Thursday, April 17, 2008

Murther and Walking Spirits

Murther and Walking Spirits by Robertson Davies
Read: started sometime between 2/21/08 and 3/16/08 (Docs to Go on my Palm killed my records), ended 3/28/08
LibraryThing tags: Ghosts, Ghost's POV, Historical Fiction, Canadian, Character, SLOBS (a reading group)

Firstly, the title: "murther" means "murder," apparently a possible spelling/pronunciation in the 1600's. The book begins with a humorous quote from Samuel Butler: "Printers finde by experience that one Murther is worth two Monsters, and at least three Walking Spirits. For the consequence of Murther is hanging, with which the Rabble is wonderfully delighted. But where Murthers and Walking Spirits meet, there is no other Narrative can come near it."

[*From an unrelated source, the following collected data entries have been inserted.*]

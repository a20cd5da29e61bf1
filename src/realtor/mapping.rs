// src/realtor/mapping.rs

use crate::domain::listing::{Listing, DEFAULT_YEAR_BUILT};
use crate::realtor::models::{Description, RealtorRecord, Scalar};
use lazy_static::lazy_static;
use regex::Regex;
use serde_json::{Map, Value};

lazy_static! {
    // "HOA $125/mo", "hoa fee: 1,200 / year", "HOA dues 85"
    static ref HOA_TEXT: Regex =
        Regex::new(r"(?i)hoa[^$\d]{0,24}\$?([\d,]{2,7})(?:\s*/\s*(mo|month|yr|year))?")
            .expect("valid HOA pattern");
}

/// First field that is actually filled in.
fn pick_first<'a>(candidates: &[Option<&'a Scalar>]) -> Option<&'a Scalar> {
    candidates.iter().flatten().copied().find(|s| s.is_present())
}

fn text_or(candidates: &[Option<&Scalar>], default: &str) -> String {
    pick_first(candidates)
        .map(Scalar::as_text)
        .unwrap_or_else(|| default.to_string())
}

fn number_or(candidates: &[Option<&Scalar>], default: f64) -> f64 {
    pick_first(candidates)
        .map(|s| s.as_f64().unwrap_or(default))
        .unwrap_or(default)
}

fn value_as_f64(value: &Value) -> Option<f64> {
    match value {
        Value::Number(n) => n.as_f64(),
        Value::String(s) => s.trim().parse().ok(),
        _ => None,
    }
}

fn is_present(value: &Value) -> bool {
    match value {
        Value::Null => false,
        Value::String(s) => !s.is_empty(),
        _ => true,
    }
}

fn first_amount(fields: &Map<String, Value>, keys: &[&str]) -> f64 {
    keys.iter()
        .filter_map(|k| fields.get(*k))
        .find(|v| is_present(v))
        .and_then(value_as_f64)
        .unwrap_or(0.0)
}

/// Flattens one API record into a `Listing`.
///
/// Returns `None` for records without a positive price; everything else
/// falls back to defaults.
pub fn listing_from_record(record: &RealtorRecord) -> Option<Listing> {
    let empty_description = Description::default();
    let description = record.description.as_ref().unwrap_or(&empty_description);
    let address = record.location.as_ref().and_then(|l| l.address.as_ref());

    let price = number_or(
        &[
            record.list_price.as_ref(),
            description.price.as_ref(),
            record.price.as_ref(),
        ],
        0.0,
    );
    if price <= 0.0 {
        return None;
    }

    let line = text_or(
        &[
            address.and_then(|a| a.line.as_ref()),
            address.and_then(|a| a.street_name.as_ref()),
            record.address.as_ref(),
        ],
        "Unknown Address",
    );
    let city = text_or(
        &[address.and_then(|a| a.city.as_ref()), record.city.as_ref()],
        "Unknown City",
    );
    let state = text_or(
        &[
            address.and_then(|a| a.state_code.as_ref()),
            address.and_then(|a| a.state.as_ref()),
            record.state.as_ref(),
        ],
        "NA",
    )
    .to_uppercase();
    let zip_code = text_or(
        &[
            address.and_then(|a| a.postal_code.as_ref()),
            record.postal_code.as_ref(),
            record.zip_code.as_ref(),
        ],
        "00000",
    );

    let listing_id = text_or(
        &[record.property_id.as_ref(), record.listing_id.as_ref()],
        &format!("{line}-{zip_code}"),
    );

    Some(Listing {
        listing_id,
        address: line,
        city,
        state,
        zip_code,
        price,
        sqft: number_or(&[description.sqft.as_ref(), record.sqft.as_ref()], 0.0),
        bedrooms: number_or(&[description.beds.as_ref(), record.beds.as_ref()], 0.0),
        bathrooms: number_or(&[description.baths.as_ref(), record.baths.as_ref()], 0.0),
        year_built: number_or(
            &[description.year_built.as_ref(), record.year_built.as_ref()],
            f64::from(DEFAULT_YEAR_BUILT),
        ) as i32,
        lot_size_sqft: number_or(&[description.lot_sqft.as_ref(), record.lot_sqft.as_ref()], 0.0),
        hoa_monthly: extract_hoa_monthly(record, description),
        property_type: text_or(
            &[
                description.kind.as_ref(),
                description.property_type.as_ref(),
                record.prop_type.as_ref(),
            ],
            "unknown",
        ),
        listing_url: text_or(
            &[
                record.href.as_ref(),
                record.permalink.as_ref(),
                record.rdc_web_url.as_ref(),
            ],
            "",
        ),
    })
}

/// Best-effort monthly HOA amount.
///
/// Tries flat fee fields first, then nested `hoa`/`association` objects
/// (monthly, then annual / 12), then an "HOA $N/mo" phrase in the remarks.
pub fn extract_hoa_monthly(record: &RealtorRecord, description: &Description) -> f64 {
    let flat = [
        record.hoa_fee.as_ref(),
        record.hoa.as_ref(),
        record.monthly_hoa_fee.as_ref(),
        record.hoa_monthly.as_ref(),
        description.hoa_fee.as_ref(),
        description.hoa.as_ref(),
        description.monthly_hoa_fee.as_ref(),
        description.hoa_monthly.as_ref(),
        record.hoa_fee_per_month.as_ref(),
        description.hoa_fee_per_month.as_ref(),
    ];
    if let Some(amount) = flat
        .iter()
        .flatten()
        .filter_map(|v| value_as_f64(v))
        .find(|amount| *amount > 0.0)
    {
        return amount;
    }

    let nested = [
        record.hoa.as_ref(),
        description.hoa.as_ref(),
        record.association.as_ref(),
        description.association.as_ref(),
    ]
    .into_iter()
    .flatten()
    .find(|v| is_present(v));

    if let Some(Value::Object(fields)) = nested {
        let monthly = first_amount(fields, &["monthly_fee", "fee_monthly", "hoa_fee", "fee"]);
        if monthly > 0.0 {
            return monthly;
        }
        let annual = first_amount(fields, &["annual_fee", "yearly_fee", "fee_annual"]);
        if annual > 0.0 {
            return annual / 12.0;
        }
    }

    let text_blob = [
        record.remarks.as_ref(),
        description.text.as_ref(),
        description.description.as_ref(),
    ]
    .iter()
    .map(|s| s.map(Scalar::as_text).unwrap_or_default())
    .collect::<Vec<_>>()
    .join(" ");

    if let Some(caps) = HOA_TEXT.captures(&text_blob) {
        let amount: f64 = caps[1].replace(',', "").parse().unwrap_or(0.0);
        let cadence = caps
            .get(2)
            .map(|m| m.as_str().to_lowercase())
            .unwrap_or_else(|| "mo".to_string());
        if amount > 0.0 {
            return if cadence == "yr" || cadence == "year" {
                amount / 12.0
            } else {
                amount
            };
        }
    }

    0.0
}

Secondly, well... I'm not quite sure what to tell you about the book, because I actually felt that I might have enjoyed it more had someone told me "spoilers." A very rare occurence, for me. They wouldn't, in this case, actually "spoil" anything. You see, I expected the book to be about one thing and it eventually turned out to be about something else. This can be vexing. Otherwise quite good though, and I recommend it. I suppose I'll just say that if you want to hear the "spoilers," let me know and I'll tell you personally. One tidbit I will give you all now, in good conscience, because it is the very first line of the book: "I was never so amazed in my life as when the Sniffer drew his concealed weapon from its case and struck me to the ground, stone dead." Robertson Davies has a fun writing style, as you can see. And the book... well, obviously it's a ghost story, but what kind of ghost story? There's the rub. I've never read anything quite like it before. As with the other ghost story I reviewed recently, A Certain Slant of Light, it is quite unique. So, with no further ado, here are a couple quotes I enjoyed which communicate some of the main themes rather well (and don't even give away halfway spoilers, so far as I can tell):


"As McWearie used to say, one's family is made up of supporting players in one's personal drama. One never supposes that they starred in some possibly gaudy and certainly deeply felt show of their own.


McWearie used to talk a lot about the personal drama. He liked to call it the Hero Struggle, and when I protested that the term was grandiose for what he was describing he rebuked me with the sharpness of a Scots schoolmaster banging his ruler down on the fingers of a stupid boy.


'You're that dangerous class of fool, a trivializer, Gilmartin! To the human creature nothing that gets strongly to him is trivial. It is all on the heroic scale, so far as he can grasp it. What a fuss about the Oedipus Complex -- the fella who wants to possess his Mum! What about the Hercules Complex -- the fella that must grapple with his Twelve Labours while his wife and kids go by the board? What about the Apollo Complex -- the fella that thinks you can have all light and no releasing darkness? And women -- our towns and villages are jammed with Medeas and Persephones and Antigones and God knows who not, pushing their wire carts in the supermarkets unrecognized by anyone but themselves, and then probably only in their dreams. All engaged in the Hero Struggle!'


'So far as they can grasp it,' said I, to cool him.


'They don't have to grasp it, you gowk, in the sense you mean. They just have to live it, and endure it so far as they can bear. You suppose you're a thinker, Gilmartin, and what you are is a trivializer because your thinking isn't fuelled by any strong feeling. Wake up, man! Come alive! Feel before you think!'"



"One thing, however, is radiantly clear to Brochwel: if he gets out of this mess with a whole skin he cannot embrace the reductive spirit of his age. The reductive spirit that shows itself so trivially in trivial people, and has made some of the most persuasive thinkers of the past century embrace a man-centred world, will not do for him. He does not want a world that prates solemnly about Science, without any understanding of the doubts that haunt great scientists. Science, which seems to offer certainty, is the superstition of ignorant multitudes, who think it means toothpaste and tampons. The hungry sheep look up, and are fed foul air and poisonous garbage. Eng-Lang-and-Lit, the joy of his life, never grew in that soil. What can he believe?"